The LR algorithm was simple once I learned it, and yacc-like LR (and antlr-like LL) parser generators were straightforward once I learned how to resolve conflicts. But recursive descent (at least to me) is simpler and more straightforward.

LR being more expressive than LL has never mattered. A hand-written recursive descent parser is most expressive: it has unlimited lookahead, and can modify parsed AST nodes (e.g. reordering for precedence, converting if into if-else).

The only solution that comes close is tree-sitter, because it implements GLR, provides helpful conflict messages, and provides basic IDE support (e.g. syntax highlighting) almost for free. But it’s a build dependency, while recursive descent parsers can be written in most languages with zero dependencies and minimal boilerplate.

_old_dude_ 8 hours ago | parent | next [-]

Parser generators are great in Python (Lark for me) so you can iterate fast and get a runtime spec of your grammar.

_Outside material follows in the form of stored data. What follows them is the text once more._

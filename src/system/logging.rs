//! Logging system initialization
//!
//! Sets up `tracing` according to the `[logging]` section: level filter,
//! text or JSON output, stdout or a (optionally daily-rotated) file.

use std::path::Path;

use anyhow::{Context, Result};
use tracing_appender::non_blocking::WorkerGuard;
use tracing_appender::rolling;
use tracing_subscriber::EnvFilter;

use crate::config::LoggingConfig;

const DEFAULT_LOG_FILE_NAME: &str = "ip-checker.log";

/// 根据配置创建输出目标
fn build_writer(config: &LoggingConfig) -> Result<Box<dyn std::io::Write + Send + Sync>> {
    let Some(log_file) = config.file.as_deref().filter(|f| !f.is_empty()) else {
        return Ok(Box::new(std::io::stdout()));
    };

    let path = Path::new(log_file);

    if config.enable_rotation {
        let dir = path.parent().filter(|p| !p.as_os_str().is_empty()).unwrap_or(Path::new("."));
        let filename = path
            .file_name()
            .and_then(|f| f.to_str())
            .unwrap_or(DEFAULT_LOG_FILE_NAME);

        let appender = rolling::Builder::new()
            .rotation(rolling::Rotation::DAILY)
            .filename_prefix(filename.trim_end_matches(".log"))
            .filename_suffix("log")
            .max_log_files(config.max_backups.max(1) as usize)
            .build(dir)
            .with_context(|| format!("Failed to create rolling log appender in {:?}", dir))?;
        Ok(Box::new(appender))
    } else {
        let file = std::fs::OpenOptions::new()
            .create(true)
            .append(true)
            .open(path)
            .with_context(|| format!("Failed to open log file {}", log_file))?;
        Ok(Box::new(file))
    }
}

/// Initialize the global subscriber.
///
/// The returned guard must be kept alive for the duration of the program
/// so buffered log lines are flushed on exit. Call once, after the
/// configuration has been loaded.
pub fn init_logging(config: &LoggingConfig) -> Result<WorkerGuard> {
    let writer = build_writer(config)?;
    let (non_blocking_writer, guard) = tracing_appender::non_blocking(writer);

    // RUST_LOG 优先于配置文件
    let filter = EnvFilter::try_from_default_env()
        .or_else(|_| EnvFilter::try_new(&config.level))
        .with_context(|| format!("Invalid log level \"{}\"", config.level))?;

    let to_console = config.file.as_deref().is_none_or(|f| f.is_empty());

    let builder = tracing_subscriber::fmt()
        .with_writer(non_blocking_writer)
        .with_env_filter(filter)
        .with_level(true)
        .with_ansi(to_console);

    let result = if config.format == "json" {
        builder.json().try_init()
    } else {
        builder.try_init()
    };
    result.map_err(|e| anyhow::anyhow!("Failed to install tracing subscriber: {}", e))?;

    Ok(guard)
}
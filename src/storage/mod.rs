use std::sync::Arc;

use async_trait::async_trait;
use chrono::Duration;

use crate::config::DatabaseConfig;
use crate::errors::Result;

pub mod backend;
pub mod models;

pub use backend::SeaOrmStorage;
pub use models::{InsertOutcome, IpRecord};

/// Persisted set of checked addresses.
///
/// The uniqueness of `address` is enforced by the store itself, so
/// `insert_if_absent` stays correct under concurrent callers without any
/// application-level locking.
#[async_trait]
pub trait IpRecordStore: Send + Sync {
    /// Exact-match lookup on the canonical address
    async fn find_by_address(&self, address: &str) -> Result<Option<IpRecord>>;

    /// Atomically insert a new record. A concurrent or earlier insert of the
    /// same address yields `AlreadyExists`, never an error.
    async fn insert_if_absent(&self, address: &str) -> Result<InsertOutcome>;

    async fn count_all(&self) -> Result<u64>;

    /// 删除 first_seen 早于 `now - max_age` 的记录，返回删除数量
    async fn delete_older_than(&self, max_age: Duration) -> Result<u64>;
}

pub struct StorageFactory;

impl StorageFactory {
    pub async fn create(config: &DatabaseConfig) -> Result<Arc<SeaOrmStorage>> {
        // 从 URL 自动推断数据库类型
        let backend_type = backend::infer_backend_from_url(&config.database_url)?;

        let storage = SeaOrmStorage::new(config, &backend_type).await?;
        Ok(Arc::new(storage))
    }
}
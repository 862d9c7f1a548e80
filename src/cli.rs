//! Command-line interface definitions using clap

use clap::{Parser, Subcommand};

/// IP Checker - geolocation lookup with first-seen deduplication
#[derive(Parser, Debug)]
#[command(name = "ip-checker")]
#[command(version)]
#[command(about = "IPv4 check service with geolocation lookup and dedup", long_about = None)]
pub struct Cli {
    /// Path to the TOML configuration file
    #[arg(long, short = 'c', global = true)]
    pub config: Option<String>,

    #[command(subcommand)]
    pub command: Option<Commands>,
}

/// Available commands
#[derive(Subcommand, Debug, PartialEq)]
pub enum Commands {
    /// Start the HTTP server (default)
    Serve,

    /// Delete records older than the retention window and exit
    Cleanup,

    /// Manage configuration
    Config {
        #[command(subcommand)]
        action: ConfigCommands,
    },
}

/// Configuration management commands
#[derive(Subcommand, Debug, PartialEq)]
pub enum ConfigCommands {
    /// Generate example configuration file
    Generate {
        /// Output path (default: config.example.toml)
        output_path: Option<String>,

        /// Force overwrite without confirmation
        #[arg(long)]
        force: bool,
    },
}
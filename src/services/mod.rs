//! Service layer for business logic
//!
//! Shared between the HTTP handlers and the CLI.

pub mod geoip;
mod ip_check;
mod retention;

pub use geoip::{ExternalApiProvider, GeoDetails, GeoLookup, LookupError};
pub use ip_check::*;
pub use retention::{CleanupReport, RetentionTask};
//! System-level modules

pub mod logging;

pub use logging::init_logging;
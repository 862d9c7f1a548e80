use std::sync::Arc;

use actix_web::{HttpResponse, http::StatusCode, web};
use serde::Serialize;
use serde_json::Value;
use tracing::{error, trace};

use super::responses::{error_response, json_response};
use crate::services::{CheckOutcome, GeoDetails, IpCheckService};
use crate::utils::format_timestamp;

#[derive(Debug, Serialize)]
struct CheckedBody<'a> {
    duplicate: bool,
    ip: &'a str,
    #[serde(flatten)]
    details: &'a GeoDetails,
}

#[derive(Debug, Serialize)]
struct DuplicateBody {
    duplicate: bool,
    message: &'static str,
    #[serde(skip_serializing_if = "Option::is_none")]
    first_checked: Option<String>,
}

/// Pull `ip` out of the request body.
///
/// A missing or null field reads as empty; any other non-string value is
/// passed on as text so it fails validation instead of the JSON parse.
fn extract_ip(body: &[u8]) -> Option<String> {
    let value: Value = serde_json::from_slice(body).ok()?;
    let ip = match value.get("ip") {
        None | Some(Value::Null) => String::new(),
        Some(Value::String(s)) => s.clone(),
        Some(other) => other.to_string(),
    };
    Some(ip)
}

pub struct CheckIpService;

impl CheckIpService {
    pub async fn check_ip(
        body: web::Bytes,
        service: web::Data<Arc<IpCheckService>>,
    ) -> HttpResponse {
        trace!("Received check-ip request ({} bytes)", body.len());

        let Some(raw_ip) = extract_ip(&body) else {
            return error_response(StatusCode::BAD_REQUEST, "Invalid JSON in request body");
        };

        match service.check_ip(&raw_ip).await {
            Ok(CheckOutcome::Rejected(reason)) => {
                error_response(StatusCode::BAD_REQUEST, reason.message())
            }
            Ok(CheckOutcome::Duplicate(info)) => json_response(
                StatusCode::OK,
                &DuplicateBody {
                    duplicate: true,
                    message: info.message(),
                    first_checked: info.first_checked.as_ref().map(format_timestamp),
                },
            ),
            Ok(CheckOutcome::Checked(checked)) => json_response(
                StatusCode::OK,
                &CheckedBody {
                    duplicate: false,
                    ip: &checked.address,
                    details: &checked.details,
                },
            ),
            Err(e) => {
                error!("IP check failed: {}", e);
                error_response(StatusCode::INTERNAL_SERVER_ERROR, e.message())
            }
        }
    }
}
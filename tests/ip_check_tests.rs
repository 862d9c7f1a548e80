//! Check orchestration tests
//!
//! IpCheckService against a temporary SQLite store and a stub lookup, plus
//! hand-written stores for the race and failure paths.

mod common;

use std::sync::Arc;
use std::sync::atomic::{AtomicUsize, Ordering};

use async_trait::async_trait;
use chrono::{Duration, TimeZone, Utc};
use common::{MockLookup, create_temp_storage, google_dns_details};
use ipchecker::errors::{IpCheckerError, Result};
use ipchecker::services::{CheckOutcome, InputError, IpCheckService, LookupError};
use ipchecker::storage::{InsertOutcome, IpRecord, IpRecordStore};

// =============================================================================
// Test stores
// =============================================================================

/// Simulates losing the insert race: the first lookup sees nothing, the
/// insert finds the row already there, the read-back sees the winner.
struct RacingStore {
    finds: AtomicUsize,
    winner_seen: chrono::DateTime<Utc>,
}

#[async_trait]
impl IpRecordStore for RacingStore {
    async fn find_by_address(&self, address: &str) -> Result<Option<IpRecord>> {
        if self.finds.fetch_add(1, Ordering::SeqCst) == 0 {
            return Ok(None);
        }
        Ok(Some(IpRecord {
            id: 1,
            address: address.to_string(),
            first_seen: self.winner_seen,
        }))
    }

    async fn insert_if_absent(&self, _address: &str) -> Result<InsertOutcome> {
        Ok(InsertOutcome::AlreadyExists)
    }

    async fn count_all(&self) -> Result<u64> {
        Ok(1)
    }

    async fn delete_older_than(&self, _max_age: Duration) -> Result<u64> {
        Ok(0)
    }
}

/// Store whose every operation fails
struct BrokenStore;

#[async_trait]
impl IpRecordStore for BrokenStore {
    async fn find_by_address(&self, _address: &str) -> Result<Option<IpRecord>> {
        Err(IpCheckerError::store_unavailable("connection refused"))
    }

    async fn insert_if_absent(&self, _address: &str) -> Result<InsertOutcome> {
        Err(IpCheckerError::store_unavailable("connection refused"))
    }

    async fn count_all(&self) -> Result<u64> {
        Err(IpCheckerError::store_unavailable("connection refused"))
    }

    async fn delete_older_than(&self, _max_age: Duration) -> Result<u64> {
        Err(IpCheckerError::store_unavailable("connection refused"))
    }
}

/// Reads succeed (always empty) but writes fail
struct ReadOnlyStore;

#[async_trait]
impl IpRecordStore for ReadOnlyStore {
    async fn find_by_address(&self, _address: &str) -> Result<Option<IpRecord>> {
        Ok(None)
    }

    async fn insert_if_absent(&self, _address: &str) -> Result<InsertOutcome> {
        Err(IpCheckerError::store_unavailable("disk I/O error"))
    }

    async fn count_all(&self) -> Result<u64> {
        Ok(0)
    }

    async fn delete_older_than(&self, _max_age: Duration) -> Result<u64> {
        Ok(0)
    }
}

// =============================================================================
// 输入校验
// =============================================================================

#[tokio::test]
async fn test_empty_input_is_missing() {
    let lookup = MockLookup::succeeding(google_dns_details());
    let service = IpCheckService::new(Arc::new(BrokenStore), lookup.clone());

    for input in ["", "   ", "\t\n"] {
        let outcome = service.check_ip(input).await.unwrap();
        assert_eq!(outcome, CheckOutcome::Rejected(InputError::Missing));
    }
    assert_eq!(lookup.calls(), 0);
}

#[tokio::test]
async fn test_malformed_input_touches_nothing() {
    // BrokenStore 会让任何存储访问失败，所以 Ok 说明没有访问存储
    let lookup = MockLookup::succeeding(google_dns_details());
    let service = IpCheckService::new(Arc::new(BrokenStore), lookup.clone());

    for input in ["not-an-ip", "256.1.1.1", "1.2.3", "1.2.3.4.5", "::1", "a.b.c.d"] {
        let outcome = service.check_ip(input).await.unwrap();
        assert_eq!(
            outcome,
            CheckOutcome::Rejected(InputError::Malformed),
            "input {:?}",
            input
        );
    }
    assert_eq!(lookup.calls(), 0);
}

// =============================================================================
// 正常流程
// =============================================================================

#[tokio::test]
async fn test_new_address_is_looked_up_and_recorded() {
    let (storage, _dir) = create_temp_storage().await;
    let lookup = MockLookup::succeeding(google_dns_details());
    let service = IpCheckService::new(storage.clone(), lookup.clone());

    let outcome = service.check_ip("8.8.8.8").await.unwrap();
    let CheckOutcome::Checked(checked) = outcome else {
        panic!("expected Checked, got {:?}", outcome);
    };
    assert_eq!(checked.address, "8.8.8.8");
    assert_eq!(checked.details.country, "United States");
    assert_eq!(lookup.calls(), 1);

    assert!(storage.find_by_address("8.8.8.8").await.unwrap().is_some());
}

#[tokio::test]
async fn test_second_check_is_duplicate_without_lookup() {
    let (storage, _dir) = create_temp_storage().await;
    let lookup = MockLookup::succeeding(google_dns_details());
    let service = IpCheckService::new(storage.clone(), lookup.clone());

    service.check_ip("8.8.8.8").await.unwrap();
    let stored = storage.find_by_address("8.8.8.8").await.unwrap().unwrap();

    let outcome = service.check_ip(" 8.8.8.8 ").await.unwrap();
    let CheckOutcome::Duplicate(info) = outcome else {
        panic!("expected Duplicate, got {:?}", outcome);
    };
    assert!(!info.race);
    assert_eq!(info.first_checked, Some(stored.first_seen));
    assert_eq!(info.message(), "IP address already checked");
    assert_eq!(lookup.calls(), 1);
}

#[tokio::test]
async fn test_leading_zeros_map_to_same_record() {
    let (storage, _dir) = create_temp_storage().await;
    let lookup = MockLookup::succeeding(google_dns_details());
    let service = IpCheckService::new(storage.clone(), lookup.clone());

    let first = service.check_ip("010.0.0.1").await.unwrap();
    assert!(matches!(first, CheckOutcome::Checked(ref c) if c.address == "10.0.0.1"));

    let second = service.check_ip("10.0.0.1").await.unwrap();
    assert!(matches!(second, CheckOutcome::Duplicate(_)));
    assert_eq!(storage.count_all().await.unwrap(), 1);
}

// =============================================================================
// 失败与竞争
// =============================================================================

#[tokio::test]
async fn test_lookup_failure_writes_nothing() {
    let (storage, _dir) = create_temp_storage().await;
    let lookup = MockLookup::failing(LookupError::Unavailable("timed out".into()));
    let service = IpCheckService::new(storage.clone(), lookup.clone());

    let err = service.check_ip("8.8.8.8").await.unwrap_err();
    assert!(matches!(err, IpCheckerError::UpstreamUnavailable(_)));
    assert_eq!(storage.count_all().await.unwrap(), 0);

    // 失败不会被记住，下次还会重新查询
    let _ = service.check_ip("8.8.8.8").await;
    assert_eq!(lookup.calls(), 2);
}

#[tokio::test]
async fn test_upstream_rejection_message_passes_through() {
    let (storage, _dir) = create_temp_storage().await;
    let lookup = MockLookup::failing(LookupError::Rejected("reserved range".into()));
    let service = IpCheckService::new(storage.clone(), lookup);

    let err = service.check_ip("0.0.0.0").await.unwrap_err();
    assert!(matches!(err, IpCheckerError::UpstreamRejected(_)));
    assert_eq!(err.message(), "IP service error: reserved range");
    assert_eq!(storage.count_all().await.unwrap(), 0);
}

#[tokio::test]
async fn test_lost_race_reports_duplicate_with_winner_time() {
    let winner_seen = Utc.with_ymd_and_hms(2024, 5, 1, 12, 0, 0).unwrap();
    let store = Arc::new(RacingStore {
        finds: AtomicUsize::new(0),
        winner_seen,
    });
    let lookup = MockLookup::succeeding(google_dns_details());
    let service = IpCheckService::new(store, lookup.clone());

    let outcome = service.check_ip("8.8.8.8").await.unwrap();
    let CheckOutcome::Duplicate(info) = outcome else {
        panic!("expected Duplicate, got {:?}", outcome);
    };
    assert!(info.race);
    assert_eq!(info.first_checked, Some(winner_seen));
    assert_eq!(
        info.message(),
        "IP address was just checked by another request"
    );
    assert_eq!(lookup.calls(), 1);
}

#[tokio::test]
async fn test_store_read_failure_is_error() {
    let lookup = MockLookup::succeeding(google_dns_details());
    let service = IpCheckService::new(Arc::new(BrokenStore), lookup.clone());

    let err = service.check_ip("8.8.8.8").await.unwrap_err();
    assert!(matches!(err, IpCheckerError::StoreUnavailable(_)));
    assert_eq!(lookup.calls(), 0);
}

#[tokio::test]
async fn test_insert_failure_is_not_reported_as_success() {
    let lookup = MockLookup::succeeding(google_dns_details());
    let service = IpCheckService::new(Arc::new(ReadOnlyStore), lookup.clone());

    let err = service.check_ip("8.8.8.8").await.unwrap_err();
    assert!(matches!(err, IpCheckerError::StoreUnavailable(_)));
    assert_eq!(lookup.calls(), 1);
}

#[tokio::test(flavor = "multi_thread", worker_threads = 4)]
async fn test_concurrent_checks_record_once() {
    let (storage, _dir) = create_temp_storage().await;
    let lookup = MockLookup::succeeding(google_dns_details());
    let service = Arc::new(IpCheckService::new(storage.clone(), lookup));

    let mut handles = Vec::new();
    for _ in 0..8 {
        let service = Arc::clone(&service);
        handles.push(tokio::spawn(async move { service.check_ip("1.1.1.1").await }));
    }

    let mut checked = 0;
    for handle in handles {
        match handle.await.unwrap().unwrap() {
            CheckOutcome::Checked(_) => checked += 1,
            CheckOutcome::Duplicate(_) => {}
            other => panic!("unexpected {:?}", other),
        }
    }

    assert_eq!(checked, 1);
    assert_eq!(storage.count_all().await.unwrap(), 1);
}
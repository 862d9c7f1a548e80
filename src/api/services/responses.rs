//! 通用 JSON 响应

use actix_web::{HttpResponse, http::StatusCode};
use serde::Serialize;

pub const JSON_CONTENT_TYPE: &str = "application/json; charset=utf-8";

/// `{"error": true, "message": "..."}`
#[derive(Debug, Serialize)]
pub struct ErrorBody {
    pub error: bool,
    pub message: String,
}

pub fn json_response<T: Serialize>(status: StatusCode, body: &T) -> HttpResponse {
    HttpResponse::build(status)
        .insert_header(("Content-Type", JSON_CONTENT_TYPE))
        .json(body)
}

pub fn error_response(status: StatusCode, message: impl Into<String>) -> HttpResponse {
    json_response(
        status,
        &ErrorBody {
            error: true,
            message: message.into(),
        },
    )
}

/// 405，提示允许的方法
pub fn method_not_allowed(allowed: &str) -> HttpResponse {
    let mut response = error_response(
        StatusCode::METHOD_NOT_ALLOWED,
        format!("Method not allowed. Use {}.", allowed),
    );
    if let Ok(value) = actix_web::http::header::HeaderValue::from_str(allowed) {
        response
            .headers_mut()
            .insert(actix_web::http::header::ALLOW, value);
    }
    response
}

pub async fn not_found() -> HttpResponse {
    error_response(StatusCode::NOT_FOUND, "Not found")
}
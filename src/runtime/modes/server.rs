//! Server mode
//!
//! Wires storage, lookup and retention into an actix-web server and runs
//! it until Ctrl+C.

use actix_cors::Cors;
use actix_web::{
    App, HttpServer,
    middleware::{Compress, DefaultHeaders},
    web,
};
use anyhow::{Context, Result};
use tracing::warn;

use crate::api::api_routes;
use crate::api::middleware::{OptionsResponder, RequestIdMiddleware};
use crate::api::services::not_found;
use crate::config::{AppConfig, CorsConfig};
use crate::runtime::lifetime;

/// 请求体上限
const MAX_PAYLOAD_BYTES: usize = 64 * 1024;

/// Validate CORS configuration at startup (runs once)
fn validate_cors_config(cors_config: &CorsConfig) {
    if cors_config.enabled && cors_config.allowed_origins.is_empty() {
        warn!(
            "CORS enabled but allowed_origins is empty. \
            No cross-origin requests will be allowed. \
            Use '[\"*\"]' for any origin."
        );
    }
}

/// Build CORS middleware from configuration
pub fn build_cors_middleware(cors_config: &CorsConfig) -> Cors {
    // 关闭时使用浏览器默认的同源策略
    if !cors_config.enabled {
        return Cors::default();
    }

    let mut cors = Cors::default();

    if cors_config.allowed_origins.iter().any(|o| o == "*") {
        cors = cors.allow_any_origin().send_wildcard();
    } else {
        for origin in &cors_config.allowed_origins {
            cors = cors.allowed_origin(origin);
        }
    }

    let methods: Vec<actix_web::http::Method> = cors_config
        .allowed_methods
        .iter()
        .filter_map(|m| m.to_uppercase().parse().ok())
        .collect();
    if !methods.is_empty() {
        cors = cors.allowed_methods(methods);
    }

    for header in &cors_config.allowed_headers {
        cors = cors.allowed_header(header.as_str());
    }

    cors.max_age(cors_config.max_age)
}

/// Run the HTTP server
///
/// **Note**: Logging system must be initialized before calling this function
pub async fn run_server(config: AppConfig) -> Result<()> {
    let startup = lifetime::startup::prepare_server_startup(&config)
        .await
        .inspect_err(|e| tracing::error!("Server startup failed: {:#}", e))?;

    let store = startup.store.clone();
    let check_service = startup.check_service.clone();
    let retention = startup.retention.clone();

    if config.retention.enabled {
        startup.retention.clone().spawn_background_task();
    } else {
        warn!("Retention background task disabled");
    }

    let cpu_count = config.server.cpu_count.clamp(1, 32);
    warn!("Using {} CPU cores for the server", cpu_count);

    let cors_config = config.cors.clone();
    validate_cors_config(&cors_config);

    let api_prefix = config.server.api_prefix.clone();
    let db_for_shutdown = startup.storage.get_db().clone();

    let server = HttpServer::new(move || {
        // 最后 wrap 的在最外层：CORS 给 OPTIONS 的短路响应补头，request id 覆盖两者
        App::new()
            .wrap(OptionsResponder)
            .wrap(build_cors_middleware(&cors_config))
            .wrap(RequestIdMiddleware)
            .wrap(Compress::default())
            .wrap(
                DefaultHeaders::new().add(("Cache-Control", "no-cache, no-store, must-revalidate")),
            )
            .app_data(web::Data::new(store.clone()))
            .app_data(web::Data::new(check_service.clone()))
            .app_data(web::Data::new(retention.clone()))
            .app_data(web::PayloadConfig::new(MAX_PAYLOAD_BYTES))
            .service(api_routes(&api_prefix))
            .default_service(web::to(not_found))
    })
    .keep_alive(std::time::Duration::from_secs(30))
    .client_request_timeout(std::time::Duration::from_millis(5000))
    .client_disconnect_timeout(std::time::Duration::from_millis(1000))
    .workers(cpu_count);

    let bind_address = format!("{}:{}", config.server.host, config.server.port);
    warn!("Starting server at http://{}", bind_address);
    let server = server
        .bind(&bind_address)
        .with_context(|| format!("Failed to bind {}", bind_address))?
        .run();

    tokio::select! {
        res = server => {
            res?;
        }
        _ = lifetime::shutdown::listen_for_shutdown(&db_for_shutdown) => {
            warn!("Graceful shutdown completed");
        }
    }

    Ok(())
}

A hand-written recursive descent parser is something you do later when you start to industrialize your code, to get better error messages, make the parser incremental, etc.

Bison/ANTLR are code generators, they do not fit well in that model.

wglb 6 hours ago | parent | prev [-]

> It seems to me LL and LR parser generators are overrated, and hand-written recursive descent is best in practice

I would now agree with that. My compiler experience was on a team that happened to have a LALR expert, Jeanne Musinski PhD, a student of Jeffrey Ullman. She invented a better error recovery for the language. Recursive descent would have been perfectly suited to the task.

> LR being more expressive than LL has never mattered.

Quite agree. One might guess that a language that needs that might be hard to program in.

mrkeen 9 hours ago | parent | prev [-]

I'll push back and say that the lexer/parser split is well worth it.

And the best thing about the parser combinator approach is that each is just a kind of parser, something like

  type Lexer = ParsecT e ByteString m [Token]

  type Parser = ParsecT e [Token] Expr
All the usual helper functions like many or sepBy work equally well in the lexing and parsing phases.

It really beats getting to the parentheses-interacting-with-ordering-of-division-operations stage and still having to think "have I already trimmed off the whitespace here or not?"